Revenue adequacy is all about expectations

No matter how long the way to Tipperary, the rail industry endures a further trek toward revenue adequacy—the financial nirvana where the rate of return on invested capital (ROI) equals or exceeds the current cost of obtaining that capital.

Only such equilibrium brings forth investors eager to provide sufficient new capital to renew, improve, and expand railroad infrastructure to meet customer demand.

The Surface Transportation Board (STB), which calculates railroad revenue adequacy, has found only a few individual carriers revenue adequate for one or two years.

Economists say revenue adequacy must be calculated over a business cycle—typically five to seven years. If a railroad is prohibited from earning anything more than its cost of capital in good years, the lower earnings in bad years will consign it to never achieving long-term revenue adequacy.

Shippers with limited or no effective rail transportation alternatives assert that improved railroad profitability alone is sufficient for the STB to declare the entire industry revenue adequate, which could trigger tighter caps on the freight rates they pay.

Long-term investors—with multiple alternative investment opportunities, and who must be courted to provide railroads with as much as $300 billion over the next 20 years to meet projected increased demand for quality rail service—calculate revenue adequacy differently than the STB or shippers.

Where the STB uses original (historic) cost as the investment base on which to calculate rate of return, long-term investors focus on replacement cost. The reason is railroad infrastructure is long-lived and cannot be replaced or renewed at anywhere near its original cost.

Indeed, $1 million doesn’t buy what it once did. A 10% return on an asset costing $1 million in 1940 would be equivalent to less than a 1% return today, as the inflation-adjusted cost of replacing that asset would be some $17 million in 2015 dollars.

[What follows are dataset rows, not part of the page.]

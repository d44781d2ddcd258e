//! Turns irregular capture chunks into fixed hops and maintains the
//! sliding window of the most recent audio.

/// Accumulates interleaved capture chunks until a full hop of mono samples
/// is ready, then folds it into a fixed-length ring buffer.
///
/// The ring buffer length never changes; it always holds the most recent
/// `ring_samples` mono samples in arrival order.
pub struct HopAccumulator {
    channels: usize,
    hop_samples: usize,
    ring: Vec<f32>,
    pending: Vec<f32>,
}

impl HopAccumulator {
    pub fn new(channels: u16, hop_samples: usize, ring_samples: usize) -> Self {
        assert!(channels > 0 && hop_samples > 0 && ring_samples > 0);
        Self {
            channels: channels as usize,
            hop_samples,
            ring: vec![0.0; ring_samples],
            pending: Vec::with_capacity(hop_samples * 2),
        }
    }

    /// Downmixes one interleaved chunk and appends it to the pending
    /// accumulator. Returns `true` when a full hop was folded into the
    /// ring buffer, at which point `ring()` reflects the new window.
    pub fn push(&mut self, interleaved: &[f32]) -> bool {
        if self.channels == 1 {
            self.pending.extend_from_slice(interleaved);
        } else {
            self.pending.extend(
                interleaved
                    .chunks_exact(self.channels)
                    .map(|frame| frame.iter().sum::<f32>() / self.channels as f32),
            );
        }

        if self.pending.len() < self.hop_samples {
            return false;
        }

        let ring_len = self.ring.len();
        if self.pending.len() >= ring_len {
            let tail = self.pending.len() - ring_len;
            self.ring.copy_from_slice(&self.pending[tail..]);
        } else {
            let n = self.pending.len();
            self.ring.copy_within(n.., 0);
            self.ring[ring_len - n..].copy_from_slice(&self.pending);
        }
        self.pending.clear();
        true
    }

    pub fn ring(&self) -> &[f32] {
        &self.ring
    }
}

Rail earnings may have to rise were revenue adequacy measured on replacement rather than original cost. Yet electric utilities, among the most vocal of customers in criticizing railroad rates and service quality, similarly embrace a replacement cost methodology. One of the most glaring examples is Florida Power & Light, which told its own regulators, “If we can’t make an attractive investment for the shareholder, then we are going to have a very difficult time going in the marketplace and competing for [investment] dollars.”

Revenue adequacy and the cost of capital are viewed by investors as expectations, not historical events. In fact, Congress, in the statute, instructed the STB to assist railroads in meeting those expectations and not curb them when revenue adequacy is momentarily achieved.

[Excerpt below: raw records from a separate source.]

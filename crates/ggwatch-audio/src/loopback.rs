//! cpal-backed loopback capture of the system output stream.
//!
//! cpal exposes loopback at device granularity, not per process, so the
//! pid decides *when* capture runs (the supervisor only opens a session
//! while the verified target process is alive); the tapped stream is the
//! default output device.

use std::sync::atomic::{AtomicBool, AtomicU64, Ordering};
use std::sync::Arc;
use std::time::Duration;

use cpal::traits::{DeviceTrait, HostTrait, StreamTrait};
use cpal::{SampleFormat, SampleRate, StreamConfig};
use crossbeam_channel::{bounded, Receiver, RecvTimeoutError, Sender};

use ggwatch_foundation::CaptureError;

use crate::capture::{CaptureBackend, CaptureSession, CAPTURE_CHANNELS, CAPTURE_SAMPLE_RATE};

/// Chunks buffered between the stream callback and `read`. The callback
/// drops chunks when the reader falls this far behind.
const CHUNK_QUEUE_DEPTH: usize = 64;

pub struct LoopbackBackend;

impl LoopbackBackend {
    pub fn new() -> Self {
        Self
    }
}

impl Default for LoopbackBackend {
    fn default() -> Self {
        Self::new()
    }
}

impl CaptureBackend for LoopbackBackend {
    fn open(&self, pid: u32) -> Result<Box<dyn CaptureSession>, CaptureError> {
        let host = cpal::default_host();
        let device = match host.default_output_device() {
            Some(device) => device,
            None => {
                // Distinguish "no devices right now" from a host that
                // cannot do audio at all.
                return match host.output_devices() {
                    Ok(_) => Err(CaptureError::NoDevice),
                    Err(err) => Err(CaptureError::Unavailable(err.to_string())),
                };
            }
        };

        if let Ok(name) = device.name() {
            tracing::info!(pid, device = %name, "opening loopback capture");
        }

        let sample_format = device
            .default_output_config()
            .map_err(|err| CaptureError::Unavailable(err.to_string()))?
            .sample_format();

        let config = StreamConfig {
            channels: CAPTURE_CHANNELS,
            sample_rate: SampleRate(CAPTURE_SAMPLE_RATE),
            buffer_size: cpal::BufferSize::Default,
        };

        let (tx, rx) = bounded::<Vec<f32>>(CHUNK_QUEUE_DEPTH);
        let fault = Arc::new(AtomicBool::new(false));
        let dropped = Arc::new(AtomicU64::new(0));

        let err_fault = Arc::clone(&fault);
        let err_fn = move |err: cpal::StreamError| {
            tracing::error!("loopback stream error: {err}");
            err_fault.store(true, Ordering::SeqCst);
        };

        let stream = match sample_format {
            SampleFormat::F32 => device.build_input_stream(
                &config,
                feed(tx, Arc::clone(&dropped), |s: &f32| *s),
                err_fn,
                None,
            )?,
            SampleFormat::I16 => device.build_input_stream(
                &config,
                feed(tx, Arc::clone(&dropped), |s: &i16| *s as f32 / 32_768.0),
                err_fn,
                None,
            )?,
            SampleFormat::U16 => device.build_input_stream(
                &config,
                feed(tx, Arc::clone(&dropped), |s: &u16| {
                    (*s as i32 - 32_768) as f32 / 32_768.0
                }),
                err_fn,
                None,
            )?,
            other => {
                return Err(CaptureError::FormatNotSupported {
                    format: format!("{other:?}"),
                });
            }
        };
        stream.play()?;

        Ok(Box::new(LoopbackSession {
            stream: Some(stream),
            rx,
            fault,
            dropped,
        }))
    }
}

/// Builds a stream data callback that converts samples to f32 and hands
/// whole chunks to the reader. Never blocks inside the audio callback.
fn feed<T: Copy>(
    tx: Sender<Vec<f32>>,
    dropped: Arc<AtomicU64>,
    convert: impl Fn(&T) -> f32 + Send + 'static,
) -> impl FnMut(&[T], &cpal::InputCallbackInfo) + Send + 'static {
    move |data: &[T], _: &cpal::InputCallbackInfo| {
        let chunk: Vec<f32> = data.iter().map(&convert).collect();
        if tx.try_send(chunk).is_err() {
            dropped.fetch_add(1, Ordering::Relaxed);
        }
    }
}

struct LoopbackSession {
    stream: Option<cpal::Stream>,
    rx: Receiver<Vec<f32>>,
    fault: Arc<AtomicBool>,
    dropped: Arc<AtomicU64>,
}

impl CaptureSession for LoopbackSession {
    fn read(&mut self, timeout: Duration) -> Result<Vec<f32>, CaptureError> {
        if self.fault.load(Ordering::SeqCst) {
            return Err(CaptureError::Fault("stream error reported".into()));
        }
        match self.rx.recv_timeout(timeout) {
            Ok(chunk) => Ok(chunk),
            Err(RecvTimeoutError::Timeout) => Ok(Vec::new()),
            Err(RecvTimeoutError::Disconnected) => {
                Err(CaptureError::Fault("capture stream closed".into()))
            }
        }
    }

    fn channels(&self) -> u16 {
        CAPTURE_CHANNELS
    }

    fn close(&mut self) {
        if let Some(stream) = self.stream.take() {
            drop(stream);
            let dropped = self.dropped.load(Ordering::Relaxed);
            if dropped > 0 {
                tracing::warn!(dropped, "loopback reader fell behind; chunks were dropped");
            }
        }
    }
}

impl Drop for LoopbackSession {
    fn drop(&mut self) {
        self.close();
    }
}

When shippers cite rail profits to justify tighter caps on rail rates, they step on their own message, which is a priority demand for long-term service quality. The level of profits should not drive revenue adequacy determination. Had railroads never earned more than $100, but last year earned $110, it would be a record. But would it be enough?

The appropriate question for regulators and investors is whether railroads earn their cost of capital over the long term, because expected revenue adequacy is the key to unlocking future investment.

Investors, suspicious the STB won’t permit higher returns, have been demanding their money back.

Over the past five years, investor pressure has forced every major railroad to repurchase its stock—$28 billion worth. Were the STB to view revenue adequacy as Congress intended—as a continuing goal for the railroads—and computed and achieved revenue adequacy on the basis of replacement costs, investors would encourage railroads to make additional investments, such as new main lines connecting the Midwest and Pacific Coast to satisfy shipper demands for increased capacity and improved service quality.

Congress, rather than writing a definition of revenue adequacy, instructed the STB to “maintain and revise as necessary standards and procedures for establishing revenue levels … [that] permit the raising of needed equity capital, and cover the effects of inflation.”

The STB should establish revenue adequacy standards using replacement costs, and not prohibit railroads from earning anything more than their cost of capital in good years, as otherwise there is nothing to offset the lower earnings in bad years.